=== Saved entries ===
________________
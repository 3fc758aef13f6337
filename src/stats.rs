//! Engagement statistics aggregation
//!
//! Two passes over the event log, both driven by the refresh scheduler:
//! - per product: views, clicks, click-through rate, bounce rate, engagement,
//!   unique-user counts; written as a full table replacement
//! - per category: one pass for each configured product attribute (category,
//!   color, ...), summarizing the per-product metrics of every group with
//!   mean, population standard deviation, and 25th/75th percentiles; written
//!   as upserts keyed by (dimension, value)
//!
//! A product with zero events produces no row at all; the replacement
//! semantics therefore also purge products that disappeared from the log.

use crate::errors::{RecoError, Result};
use crate::metrics::STATS_ROWS;
use crate::recommender::Refreshable;
use crate::source::{InteractionSource, StatsStore};
use crate::types::{
    Action, CategoryDimension, CategoryStats, InteractionEvent, MetricSummary, Product,
    ProductStats,
};
use async_trait::async_trait;
use chrono::Utc;
use ordered_float::OrderedFloat;
use std::collections::{HashMap, HashSet};
use std::sync::Arc;
use std::time::Instant;
use tracing::{error, info};

/// Periodic aggregator writing through a [`StatsStore`]
pub struct StatsAggregator {
    source: Arc<dyn InteractionSource>,
    store: Arc<dyn StatsStore>,
    dimensions: Vec<CategoryDimension>,
}

impl StatsAggregator {
    pub fn new(
        source: Arc<dyn InteractionSource>,
        store: Arc<dyn StatsStore>,
        dimensions: Vec<CategoryDimension>,
    ) -> Self {
        Self {
            source,
            store,
            dimensions,
        }
    }

    /// Run the product pass, then every configured category pass
    ///
    /// The product pass aborts the rebuild on failure since the category
    /// passes aggregate its output. Category passes are best-effort per
    /// dimension; the first failure is returned after all were attempted.
    pub async fn rebuild_stats(&self) -> Result<()> {
        let started = Instant::now();
        let events = self
            .source
            .fetch_events()
            .await
            .map_err(|e| RecoError::rebuild(self.name(), e))?;

        let product_rows = aggregate_products(&events);
        let product_count = product_rows.len();
        self.store
            .replace_product_stats(product_rows.clone())
            .await
            .map_err(|e| RecoError::rebuild(self.name(), e))?;
        STATS_ROWS
            .with_label_values(&["product"])
            .set(product_count as i64);

        if self.dimensions.is_empty() {
            info!(
                "📊 Stats refreshed: {} product rows in {:?} (category pass disabled)",
                product_count,
                started.elapsed()
            );
            return Ok(());
        }

        let products = self
            .source
            .fetch_products()
            .await
            .map_err(|e| RecoError::rebuild(self.name(), e))?;

        let mut category_count = 0usize;
        let mut first_failure: Option<RecoError> = None;
        for dimension in &self.dimensions {
            let rows = aggregate_category(*dimension, &products, &product_rows);
            let row_count = rows.len();
            match self.store.upsert_category_stats(rows).await {
                Ok(()) => category_count += row_count,
                Err(e) => {
                    // keep attempting the remaining dimensions
                    let err = RecoError::rebuild(
                        self.name(),
                        e.context(format!("category pass for '{dimension}'")),
                    );
                    error!("❌ {err}");
                    if first_failure.is_none() {
                        first_failure = Some(err);
                    }
                }
            }
        }
        STATS_ROWS
            .with_label_values(&["category"])
            .set(category_count as i64);

        match first_failure {
            Some(err) => Err(err),
            None => {
                info!(
                    "📊 Stats refreshed: {} product rows, {} category rows in {:?}",
                    product_count,
                    category_count,
                    started.elapsed()
                );
                Ok(())
            }
        }
    }
}

#[async_trait]
impl Refreshable for StatsAggregator {
    fn name(&self) -> &'static str {
        "stats"
    }

    async fn rebuild(&self) -> Result<()> {
        self.rebuild_stats().await
    }
}

#[derive(Default)]
struct ProductAccumulator {
    views: u64,
    clicks: u64,
    view_users: HashSet<u64>,
    click_users: HashSet<u64>,
}

/// Fold the event log into one row per product that has events
pub(crate) fn aggregate_products(events: &[InteractionEvent]) -> Vec<ProductStats> {
    let mut accumulators: HashMap<u64, ProductAccumulator> = HashMap::new();
    for event in events {
        let acc = accumulators.entry(event.product_id).or_default();
        match event.action {
            Action::View => {
                acc.views += 1;
                acc.view_users.insert(event.user_id);
            }
            Action::Click => {
                acc.clicks += 1;
                acc.click_users.insert(event.user_id);
            }
        }
    }

    let now = Utc::now();
    let mut rows: Vec<ProductStats> = accumulators
        .into_iter()
        .map(|(product_id, acc)| {
            let views = acc.views;
            let clicks = acc.clicks;
            let ctr = if views > 0 {
                clicks as f64 / views as f64
            } else {
                0.0
            };
            let bounce_rate = if views > 0 && views >= clicks {
                (views - clicks) as f64 / views as f64
            } else {
                0.0
            };
            ProductStats {
                product_id,
                views,
                clicks,
                ctr,
                bounce_rate,
                engagement: views + clicks,
                unique_view_count: acc.view_users.len() as u64,
                unique_click_count: acc.click_users.len() as u64,
                last_updated: now,
            }
        })
        .collect();
    rows.sort_unstable_by_key(|row| row.product_id);
    rows
}

/// Group the per-product rows by one product attribute
pub(crate) fn aggregate_category(
    dimension: CategoryDimension,
    products: &[Product],
    product_rows: &[ProductStats],
) -> Vec<CategoryStats> {
    let by_id: HashMap<u64, &ProductStats> = product_rows
        .iter()
        .map(|row| (row.product_id, row))
        .collect();

    // products without a stats row (zero events) drop out of the join
    let mut groups: HashMap<&str, Vec<&ProductStats>> = HashMap::new();
    for product in products {
        if let Some(row) = by_id.get(&product.id) {
            groups
                .entry(dimension.value_of(product))
                .or_default()
                .push(row);
        }
    }

    let now = Utc::now();
    let mut rows: Vec<CategoryStats> = groups
        .into_iter()
        .map(|(key, members)| {
            let ctrs: Vec<f64> = members.iter().map(|r| r.ctr).collect();
            let bounces: Vec<f64> = members.iter().map(|r| r.bounce_rate).collect();
            let engagements: Vec<f64> = members.iter().map(|r| r.engagement as f64).collect();
            CategoryStats {
                dimension,
                key: key.to_string(),
                product_count: members.len() as u64,
                views: members.iter().map(|r| r.views).sum(),
                clicks: members.iter().map(|r| r.clicks).sum(),
                ctr: summarize(&ctrs),
                bounce_rate: summarize(&bounces),
                engagement: summarize(&engagements),
                last_updated: now,
            }
        })
        .collect();
    rows.sort_unstable_by(|a, b| a.key.cmp(&b.key));
    rows
}

fn summarize(values: &[f64]) -> MetricSummary {
    let mut sorted = values.to_vec();
    sorted.sort_unstable_by_key(|v| OrderedFloat(*v));
    MetricSummary {
        mean: mean(values),
        std_dev: std_dev(values),
        p25: percentile(&sorted, 25.0),
        p75: percentile(&sorted, 75.0),
    }
}

pub(crate) fn mean(values: &[f64]) -> f64 {
    if values.is_empty() {
        return 0.0;
    }
    values.iter().sum::<f64>() / values.len() as f64
}

/// Population standard deviation (ddof = 0)
pub(crate) fn std_dev(values: &[f64]) -> f64 {
    if values.is_empty() {
        return 0.0;
    }
    let m = mean(values);
    let variance = values.iter().map(|v| (v - m).powi(2)).sum::<f64>() / values.len() as f64;
    variance.sqrt()
}

/// Percentile with linear interpolation between closest ranks;
/// `sorted` must be ascending
pub(crate) fn percentile(sorted: &[f64], pct: f64) -> f64 {
    match sorted.len() {
        0 => 0.0,
        1 => sorted[0],
        n => {
            let rank = pct / 100.0 * (n - 1) as f64;
            let lo = rank.floor() as usize;
            let hi = rank.ceil() as usize;
            let frac = rank - lo as f64;
            sorted[lo] + frac * (sorted[hi] - sorted[lo])
        }
    }
}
________________
Give back the entries above exactly as they are, from their first line through the line that contains "use crate::metrics::STATS_ROWS;", both included, with nothing else.

repository 3fc758aef13f6337
filename src/stats.rs
//! Engagement statistics aggregation
//!
//! Two passes over the event log, both driven by the refresh scheduler:
//! - per product: views, clicks, click-through rate, bounce rate, engagement,
//!   unique-user counts; written as a full table replacement
//! - per category: one pass for each configured product attribute (category,
//!   color, ...), summarizing the per-product metrics of every group with
//!   mean, population standard deviation, and 25th/75th percentiles; written
//!   as upserts keyed by (dimension, value)
//!
//! A product with zero events produces no row at all; the replacement
//! semantics therefore also purge products that disappeared from the log.

use crate::errors::{RecoError, Result};
use crate::metrics::STATS_ROWS;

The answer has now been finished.